Un juez anula la obligación de Trump de comprar comida sana con food stamps
Un tribunal federal ha bloqueado la normativa impulsada por la administración Trump que pretendía restringir el uso de los cupones de alimentos (SNAP) a productos considerados saludables. La jueza argumentó que el poder para definir los requisitos del programa reside en el Congreso, no en el Ejecutivo, con lo que la medida excedía las atribuciones del Departamento de Agricultura.
La decisión ha reavivado el debate sobre los límites del intervencionismo estatal en los hábitos de consumo de los beneficiarios de ayudas públicas. Quienes apoyan el fallo sostienen que, por muy nociva que sea la comida ultraprocesada, el gobierno no puede imponer una dieta a los ciudadanos que reciben asistencia. El precedente sería peligroso: si mañana un Ejecutivo decidiera que lo adecuado es consumir insectos o alimentos ecológicos, estaría usando el SNAP como herramienta de ingeniería social.

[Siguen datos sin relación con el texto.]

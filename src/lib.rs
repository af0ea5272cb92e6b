//! Request-time IP reputation cache.
//!
//! A bounded LRU cache mapping client addresses to a resolved country,
//! optionally mirrored to a snapshot file so a restart starts warm. The
//! file is rewritten by a debounced background task, always through a
//! temp file and an atomic rename.
use std::hash::Hash;
use std::sync::Arc;
use std::time::Duration;

use serde::de::DeserializeOwned;
use serde::Serialize;
use tracing::{info, warn, Instrument};

pub mod config;
pub mod error;
pub mod logging;
pub mod reputation;
pub mod storage;

pub use error::{CacheError, DecodeError, PathError, PersistError, ValidationError};
pub use reputation::{IpCache, IpEntry, ReputationStore, FORCED_REFRESH_AGE, UNKNOWN_COUNTRY_CODE};
pub use storage::persist::{DEFAULT_PERSIST_INTERVAL, MAX_INTERVAL_MULTIPLIER};
pub use storage::{
    validate_persistence_path, CachePersist, DirtyNotifier, Pair, PersistStats, RecencyCache,
    SnapshotRecord, SnapshotSource,
};

/// What [`initialize_cache`] needs to build a cache.
#[derive(Debug, Clone)]
pub struct CacheOptions {
    /// Instance name, attached to every log line.
    pub name: String,
    pub capacity: usize,
    /// Snapshot file; `None`, blank or unusable means memory only.
    pub cache_path: Option<String>,
    /// Debounce interval; zero means [`DEFAULT_PERSIST_INTERVAL`].
    pub persist_interval: Duration,
}

impl Default for CacheOptions {
    fn default() -> Self {
        config::CacheConfig::default().to_options()
    }
}

/// Build a cache and, when a usable path is configured, its persistence
/// controller.
///
/// An existing snapshot is imported before returning; a missing one is
/// fine. A bad path or unreadable snapshot is logged and only costs the
/// warm start or the persistence, never the cache. Must run inside a tokio
/// runtime.
pub async fn initialize_cache<K, V>(
    options: CacheOptions,
) -> Result<(Arc<RecencyCache<K, V>>, Option<CachePersist>), CacheError>
where
    K: Hash + Eq + Clone + Serialize + DeserializeOwned + Send + Sync + 'static,
    V: Clone + Serialize + DeserializeOwned + Send + Sync + 'static,
{
    let cache = Arc::new(RecencyCache::new(options.capacity)?);
    let span = logging::instance_span(&options.name);

    let raw = options.cache_path.as_deref().unwrap_or("");
    let path = match validate_persistence_path(raw) {
        Ok(Some(path)) => path,
        Ok(None) => {
            span.in_scope(|| info!("IP cache persistence disabled (no path configured)"));
            return Ok((cache, None));
        }
        Err(e) => {
            span.in_scope(|| warn!(error = %e, "IP cache persistence disabled (path invalid)"));
            return Ok((cache, None));
        }
    };

    let warm = async {
        match tokio::fs::read(&path).await {
            Ok(bytes) => match cache.import_bytes(&bytes) {
                Ok(()) => info!(path = %path.display(), entries = cache.len(), "IP cache warm-loaded"),
                Err(e) => warn!(path = %path.display(), error = %e, "failed to warm-load IP cache"),
            },
            Err(e) if e.kind() == std::io::ErrorKind::NotFound => {}
            Err(e) => warn!(path = %path.display(), error = %e, "failed to warm-load IP cache"),
        }
    };
    warm.instrument(span.clone()).await;

    let persist = CachePersist::spawn(path, cache.clone(), options.persist_interval, span.clone());
    span.in_scope(|| info!(path = %persist.path().display(), "IP cache persistence enabled"));

    Ok((cache, Some(persist)))
}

En el lado opuesto, hay quien defiende que, al tratarse de dinero público, es legítimo condicionar su uso a pautas de salud pública. La epidemia de obesidad y diabetes en Estados Unidos, especialmente entre las rentas bajas, justificaría medidas como la de Trump. Sin embargo, el tribunal ha dejado claro que la batalla la debe librar el legislativo.
El fallo no prohíbe a los estados establecer sus propias restricciones, pero tumba la imposición federal. Mientras tanto, los beneficiarios de food stamps pueden seguir usando sus vales en refrescos, dulces y snacks, para alivio de la industria alimentaria y de los defensores de la libertad de elección, aunque la polémica está lejos de cerrarse.